Vandross — who has lost more than 100 pounds 13 other times — said he's finally figured out the secret to losing 100 pounds and keeping it off.
"I've never been more healthy than I am now," he said. "I wish I was this healthy when I was 25."
A Cruel Cycle
Vandross began his career as a backup singer in the '70s. One of his early jobs was singing on a David Bowie album. It was actually Bowie who encouraged Vandross to go solo.
Vandross' career took off in 1981 when his first album, Never Too Much, went platinum. Twelve more platinum albums followed. Though he enjoyed success after success in his professional life, he was beset by personal struggles with his weight — the cruel cycle of gaining and losing 100 pounds dominated his life.

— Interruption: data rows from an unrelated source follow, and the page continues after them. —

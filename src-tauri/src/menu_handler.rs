use tauri::AppHandle;

use crate::{
    main_window,
    menu_actions::{self, MenuAction},
    shell_actions,
};

pub fn handle_menu_event(app_handle: &AppHandle, menu_id: &str) {
    let result = match menu_actions::action_from_menu_id(menu_id) {
        Some(MenuAction::ReconnectGateway) => shell_actions::reconnect_gateway(app_handle),
        Some(MenuAction::ReloadConfig) => shell_actions::reload_config(app_handle),
        Some(MenuAction::ReloadWindow) => {
            main_window::reload_main_window(app_handle);
            Ok(())
        }
        Some(MenuAction::ForceReload) => {
            main_window::force_reload_main_window(app_handle);
            Ok(())
        }
        Some(MenuAction::ToggleDevtools) => {
            main_window::toggle_main_window_devtools(app_handle);
            Ok(())
        }
        Some(MenuAction::Zoom(change)) => {
            main_window::zoom_main_window(app_handle, change);
            Ok(())
        }
        Some(MenuAction::SelectTheme(theme_id)) => {
            shell_actions::select_theme(app_handle, theme_id)
        }
        None => Ok(()),
    };

    if let Err(error) = result {
        log::warn!("menu action {menu_id} failed: {error}");
    }
}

"It's the most awful, dark feeling in the world," he said of the times when he put back on 100 pounds. "It feels like you're wearing an 80-pound hat and a coat that weighs 300 pounds … You feel like it's always dark and gloomy."
While many people struggle with significant weight fluctuations, Vandross' yo-yo relationship with food was displayed before millions of fans.

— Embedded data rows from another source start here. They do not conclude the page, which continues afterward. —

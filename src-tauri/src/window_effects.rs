//! Window background effects requested by the page (`setVibrancy`).

use tauri::window::Effect;

const LEGACY_VIBRANCY: [&str; 5] = ["ultra-dark", "dark", "light", "medium-light", "appearance-based"];

/// `Ok(None)` clears the effect.
pub(crate) fn parse_vibrancy(raw: Option<&str>) -> Result<Option<Effect>, String> {
    let name = raw.map(str::trim).unwrap_or_default().to_ascii_lowercase();
    if name.is_empty() || name == "none" {
        return Ok(None);
    }
    if LEGACY_VIBRANCY.contains(&name.as_str()) {
        return Ok(Some(Effect::UnderWindowBackground));
    }

    let effect = match name.as_str() {
        "titlebar" => Effect::Titlebar,
        "selection" => Effect::Selection,
        "menu" => Effect::Menu,
        "popover" => Effect::Popover,
        "sidebar" => Effect::Sidebar,
        "header" => Effect::HeaderView,
        "sheet" => Effect::Sheet,
        "window" => Effect::WindowBackground,
        "hud" => Effect::HudWindow,
        "fullscreen-ui" => Effect::FullScreenUI,
        "tooltip" => Effect::Tooltip,
        "content" => Effect::ContentBackground,
        "under-window" => Effect::UnderWindowBackground,
        "under-page" => Effect::UnderPageBackground,
        "mica" => Effect::Mica,
        "tabbed" => Effect::Tabbed,
        "blur" => Effect::Blur,
        "acrylic" => Effect::Acrylic,
        other => return Err(format!("Unsupported vibrancy '{other}'.")),
    };
    Ok(Some(effect))
}

#[cfg(test)]
mod tests {
    use super::*;

    #[test]
    fn empty_and_none_clear_the_effect() {
        assert_eq!(parse_vibrancy(None), Ok(None));
        assert_eq!(parse_vibrancy(Some("  ")), Ok(None));
        assert_eq!(parse_vibrancy(Some("None")), Ok(None));
    }

    #[test]
    fn named_effects_map_to_window_effects() {
        assert_eq!(parse_vibrancy(Some("sidebar")), Ok(Some(Effect::Sidebar)));
        assert_eq!(parse_vibrancy(Some("Under-Window")), Ok(Some(Effect::UnderWindowBackground)));
        assert_eq!(parse_vibrancy(Some("mica")), Ok(Some(Effect::Mica)));
    }

    #[test]
    fn legacy_names_fall_back_to_under_window() {
        for legacy in LEGACY_VIBRANCY {
            assert_eq!(parse_vibrancy(Some(legacy)), Ok(Some(Effect::UnderWindowBackground)));
        }
    }

    #[test]
    fn unknown_names_are_rejected() {
        assert!(parse_vibrancy(Some("glitter")).is_err());
    }
}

"It makes it very hard," he said. "You wear it externally so the minute you walk through the door, everybody knows 'Luther's not winning his battle with his demon.'"

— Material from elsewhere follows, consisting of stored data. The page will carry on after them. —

/// Spawns the plan and waits at most `timings.grace` for it to exit.
///
/// A watcher task keeps waiting on the child until `timings.hard_timeout`,
/// then kills it.
pub(crate) async fn run_launch_plan(
    plan: &LaunchPlan,
    timings: LaunchTimings,
) -> Result<LaunchOutcome, LaunchError> {
    let mut command = Command::new(&plan.cmd);
    command
        .args(&plan.args)
        .stdin(Stdio::null())
        .stdout(Stdio::null())
        .stderr(Stdio::null());
    if let Some(path) = &plan.path_env {
        command.env("PATH", path);
    }
    #[cfg(target_os = "windows")]
    {
        command.creation_flags(crate::CREATE_NO_WINDOW);
    }

    let mut child = command.spawn().map_err(|source| LaunchError::Spawn {
        command: plan.debug_command(),
        source,
    })?;

    let (exit_tx, exit_rx) = oneshot::channel::<Result<ExitStatus, String>>();
    let hard_timeout = timings.hard_timeout;
    let debug_command = plan.debug_command();
    tokio::spawn(async move {
        let result = match tokio::time::timeout(hard_timeout, child.wait()).await {
            Ok(status) => status.map_err(|error| error.to_string()),
            Err(_) => {
                log::warn!(
                    "gateway launcher {debug_command:?} exceeded {}ms; killing it",
                    hard_timeout.as_millis()
                );
                if let Err(error) = child.kill().await {
                    log::warn!("failed to kill gateway launcher: {error}");
                }
                Err(format!("timed out after {}ms", hard_timeout.as_millis()))
            }
        };
        let _ = exit_tx.send(result);
    });

    match tokio::time::timeout(timings.grace, exit_rx).await {
        Ok(Ok(Ok(status))) => Ok(LaunchOutcome::Exited(status)),
        Ok(Ok(Err(reason))) => Err(LaunchError::Wait {
            command: plan.debug_command(),
            reason,
        }),
        Ok(Err(_)) => Err(LaunchError::Wait {
            command: plan.debug_command(),
            reason: "launcher watcher dropped".to_string(),
        }),
        Err(_) => Ok(LaunchOutcome::StillRunning),
    }
}

pub(crate) fn locate_gateway_binary(
    candidates: &[PathBuf],
    path_env: Option<&std::ffi::OsStr>,
) -> Option<PathBuf> {
    if let Some(found) = candidates.iter().find(|candidate| is_executable_file(candidate)) {
        return Some(found.clone());
    }

    let cwd = env::current_dir().unwrap_or_default();
    match path_env {
        Some(path) => which::which_in(GATEWAY_BINARY_NAME, Some(path), cwd).ok(),
        None => which::which(GATEWAY_BINARY_NAME).ok(),
    }
}

fn default_binary_candidates(home_dir: Option<&Path>, openclaw_home: Option<&Path>) -> Vec<PathBuf> {
    let mut candidates = Vec::new();

    #[cfg(target_os = "windows")]
    {
        if let Some(app_data) = env::var_os("APPDATA") {
            candidates.push(PathBuf::from(app_data).join("npm").join("openclaw.cmd"));
        }
        if let Some(root) = openclaw_home {
            candidates.push(root.join("bin").join("openclaw.exe"));
        }
        let _ = home_dir;
    }

    #[cfg(not(target_os = "windows"))]
    {
        if let Some(root) = openclaw_home {
            candidates.push(root.join("bin").join(GATEWAY_BINARY_NAME));
        }
        candidates.push(PathBuf::from("/opt/homebrew/bin").join(GATEWAY_BINARY_NAME));
        candidates.push(PathBuf::from("/usr/local/bin").join(GATEWAY_BINARY_NAME));
        if let Some(home) = home_dir {
            for relative in [".npm-global/bin", ".local/bin", ".bun/bin"] {
                candidates.push(home.join(relative).join(GATEWAY_BINARY_NAME));
            }
        }
    }

    candidates
}

/// GUI launches often inherit a minimal PATH; add the usual CLI install dirs.
pub(crate) fn build_launch_path(
    home_dir: Option<&Path>,
    openclaw_home: Option<&Path>,
    inherited: Option<OsString>,
) -> Option<OsString> {
    let mut entries: Vec<PathBuf> = inherited
        .as_deref()
        .map(|value| env::split_paths(value).collect())
        .unwrap_or_default();

    let mut extras = Vec::new();
    if cfg!(not(target_os = "windows")) {
        extras.push(PathBuf::from("/opt/homebrew/bin"));
        extras.push(PathBuf::from("/usr/local/bin"));
    }
    if let Some(home) = home_dir {
        for relative in [".local/bin", ".npm-global/bin", ".bun/bin", ".volta/bin"] {
            extras.push(home.join(relative));
        }
    }
    if let Some(root) = openclaw_home {
        extras.push(root.join("bin"));
    }

    for extra in extras {
        if !entries.contains(&extra) {
            entries.push(extra);
        }
    }

    match env::join_paths(entries) {
        Ok(joined) => Some(joined),
        Err(error) => {
            log::warn!("failed to build launcher PATH, inheriting environment: {error}");
            inherited
        }
    }
}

In 1998, Vandross weighed 340 pounds. He also had high blood pressure and diabetes, a problem that has plagued his whole family. He called his relationship with food an addiction: "The food had its clutches on me strong enough that it sort of demanded that I ignore reason."
Reaching His Target Weight
In his recent dieting success, Vandross says he has discovered the secret to weight loss. Using a high-protein, low-carbohydrate diet, he shed 120 pounds. "I deleted carbohydrates, I deleted starches … no bread, no rice, no pasta, no potatoes," he explained.
Breakfast, for example, is usually Egg Beaters or a turkey burger. "A turkey burger with the right seasonings, with sage and all of that stuff, really tastes like sausage," he said. And dinner, he says, consists of "vegetables, fish, chicken and fruit — that's it."
Asked if now that he's reached his target weight he can incorporate bread or pasta into his diet, he responded, "An alcoholic can't have half a martini, and you know, I can't have bread. This experience has taught me this."
Though Vandross has stayed trim for three years now, it can still be a struggle for him to stick to his diet. When he suffered food poisoning, for example, he decided to settle his stomach with some carbs. "I ordered a bagel that morning," he said. "Do you know that by the end of that day I had eaten five bagels … That's how much of a drug carbohydrate serves to be with me."
Storing the Carbs
Adele Puhn, a clinical nutritionist who was written extensively about high-protein diets, said of Vandross: "His body does not function the way it was meant to function. He's storing fat every time he's eating a healthy piece of bread."
According to Puhn, there are many people like Vandross whose bodies do not process carbohydrates the way they should.
Other health experts and dietitians, however, believe such high-protein diets are unhealthy. Limiting the intake of carbohydrates to such a dramatically low level starves the body of needed nutrients and causes an artificial metabolic state, according to some nutritionists.
Along with his diet, Vandross works out three or four times a week, often with his band members. "Luther comes in no matter how tired he is because he's that determined," said James Ervin, Vandross' choreographer and step teacher.
"I feel like the best part of my life is about to happen," said Vandross, who has come out with a new CD after a three-year hiatus. "I can't have sugar and I can't have carbohydrates … but I can sing the mess out of a ballad."
This story originally aired on Downtown on June 25, 2001.